Una antigua puerta en el Hotel Santa Clara, Cartagena, Colombia © Christopher Testani
Una ración de camarones © Christopher Testani
Una escena en la playa de Cartagena © Christopher Testani
Una ración de langosta en Islas de Rosarios © Christopher Testani Para Christopher Testani, el camino hacia el éxito en la fotografía de viajes ha incluido muchos caminos discursivos y años de pago de cuotas. "Trabajé como asistente en casi todos los géneros de fotografía que existen", dice Testani, que reside en San Francisco.
"Con el tiempo, me di cuenta de que cada uno conlleva un estilo de vida particular que terminas viviendo como fotógrafo. Y descubrí que lo que más disfrutaba era ver cosas que nunca había visto antes:vivir partes de la vida que nunca había vivido y conocer gente que de otro modo nunca habría tenido la oportunidad de conocer".
El avance profesional de Testani se produjo en 2011, cuando Bon Appétit le encargó una tarea en Cartagena, Colombia, que combinaba su doble afición por la comida y los viajes. "Tengo una verdadera pasión por la cocina y siempre he sentido que una de las mejores maneras de experimentar un lugar y una cultura es a través de su comida", dice. “El enfoque del proyecto Colombia fue definitivamente culinario, pero también tuve mucha libertad para explorar la ciudad y fotografiar todo lo que me atraía”.

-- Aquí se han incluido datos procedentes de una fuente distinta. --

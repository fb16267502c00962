//! Worker pools that execute grid passes.
//!
//! A round is a batch of [`SearchRequest`]s, one per operations sub-range.
//! Each request owns its scorer, so workers share nothing but the
//! cancellation flag.

use std::panic::{catch_unwind, AssertUnwindSafe};
use std::sync::atomic::AtomicBool;
use std::sync::Arc;

#[cfg(feature = "parallel")]
use crate::error::OptimizerError;
use crate::error::WorkerError;
use crate::grid::{GridPass, GridSearch, RefinementWindow, StaffingConstraints};
use crate::scoring::CandidateScorer;
use crate::topk::SortStrategy;

/// Work for one worker.
#[derive(Debug, Clone)]
pub struct SearchRequest<S> {
    /// Position of this request within its round.
    pub worker: usize,
    pub scorer: S,
    pub window: RefinementWindow,
    pub constraints: StaffingConstraints,
    pub strategy: SortStrategy,
    pub capacity: usize,
}

/// A worker's partial top-K.
#[derive(Debug, Clone, PartialEq)]
pub struct SearchResponse {
    pub worker: usize,
    pub pass: GridPass,
}

impl<S: CandidateScorer> SearchRequest<S> {
    /// Runs the grid pass in the calling thread.
    ///
    /// Errors and panics become a [`WorkerError`] for this request.
    pub fn execute(&self, cancel: &AtomicBool) -> Result<SearchResponse, WorkerError> {
        let outcome = catch_unwind(AssertUnwindSafe(|| {
            GridSearch::run(
                &self.scorer,
                &self.window,
                &self.constraints,
                self.strategy,
                self.capacity,
                cancel,
            )
        }));
        match outcome {
            Ok(Ok(pass)) => Ok(SearchResponse {
                worker: self.worker,
                pass,
            }),
            Ok(Err(e)) => Err(WorkerError::new(self.worker, e.to_string())),
            Err(payload) => Err(WorkerError::new(
                self.worker,
                format!("panicked: {}", panic_message(payload.as_ref())),
            )),
        }
    }
}

fn panic_message(payload: &(dyn std::any::Any + Send)) -> String {
    if let Some(s) = payload.downcast_ref::<&str>() {
        (*s).to_string()
    } else if let Some(s) = payload.downcast_ref::<String>() {
        s.clone()
    } else {
        "unknown panic payload".to_string()
    }
}

/// Executes the requests of one round.
///
/// Implementations must return exactly one result per request, in request
/// order, and must not return before every request has finished.
pub trait WorkerPool {
    /// Number of requests a round is split into.
    fn parallelism(&self) -> usize;

    fn dispatch<S: CandidateScorer>(
        &self,
        requests: Vec<SearchRequest<S>>,
        cancel: &Arc<AtomicBool>,
    ) -> Vec<Result<SearchResponse, WorkerError>>;
}

/// Runs every request in the calling thread, one after another.
///
/// Still partitions the work, so results match a parallel pool of the same
/// width exactly.
#[derive(Debug, Clone, Copy)]
pub struct SequentialPool {
    parallelism: usize,
}

impl SequentialPool {
    pub fn new(parallelism: usize) -> Self {
        Self {
            parallelism: parallelism.max(1),
        }
    }
}

impl Default for SequentialPool {
    fn default() -> Self {
        Self::new(1)
    }
}

impl WorkerPool for SequentialPool {
    fn parallelism(&self) -> usize {
        self.parallelism
    }

    fn dispatch<S: CandidateScorer>(
        &self,
        requests: Vec<SearchRequest<S>>,
        cancel: &Arc<AtomicBool>,
    ) -> Vec<Result<SearchResponse, WorkerError>> {
        requests.iter().map(|r| r.execute(cancel)).collect()
    }
}

/// Runs requests on a dedicated rayon thread pool.
#[cfg(feature = "parallel")]
#[derive(Debug)]
pub struct RayonPool {
    pool: rayon::ThreadPool,
    threads: usize,
}

#[cfg(feature = "parallel")]
impl RayonPool {
    /// Builds a pool of `threads` workers.
    ///
    /// # Errors
    ///
    /// [`OptimizerError::InvalidConfig`] when `threads` is 0 or the
    /// threads cannot be spawned.
    pub fn new(threads: usize) -> Result<Self, OptimizerError> {
        if threads == 0 {
            return Err(OptimizerError::InvalidConfig(
                "worker pool needs at least one thread".into(),
            ));
        }
        let pool = rayon::ThreadPoolBuilder::new()
            .num_threads(threads)
            .thread_name(|i| format!("corp-optim-{i}"))
            .build()
            .map_err(|e| OptimizerError::InvalidConfig(e.to_string()))?;
        Ok(Self { pool, threads })
    }
}

#[cfg(feature = "parallel")]
impl WorkerPool for RayonPool {
    fn parallelism(&self) -> usize {
        self.threads
    }

    fn dispatch<S: CandidateScorer>(
        &self,
        requests: Vec<SearchRequest<S>>,
        cancel: &Arc<AtomicBool>,
    ) -> Vec<Result<SearchResponse, WorkerError>> {
        use rayon::prelude::*;

        self.pool.install(|| {
            requests
                .par_iter()
                .map(|r| r.execute(cancel))
                .collect()
        })
    }
}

Hoy Testani continúa este viaje visual de doble vía, fotografiando la intersección entre comida y viajes para revistas como Afar, Travel + Leisure, Bon Appétit y Departures. "Mis asignaciones de viaje generalmente se centran en el mundo culinario:platos concretos o especialidades locales, restaurantes, chefs y mercados. Parece una combinación natural".
En la última noche de su viaje designado en Cartagena, el asistente de Testani, un local, lo llevó a comer y beber con amigos, una experiencia simple pero fortuita que unió todo el proyecto. “Echar un vistazo a esas áreas, algunas de las cuales realmente no te atreverías a visitar a menos que estuvieras con los lugareños, especialmente llevando una cámara, fue la mejor parte del trabajo”, dice. "Me hizo sentir como si, por un momento, tuviera una comprensión genuina del lugar".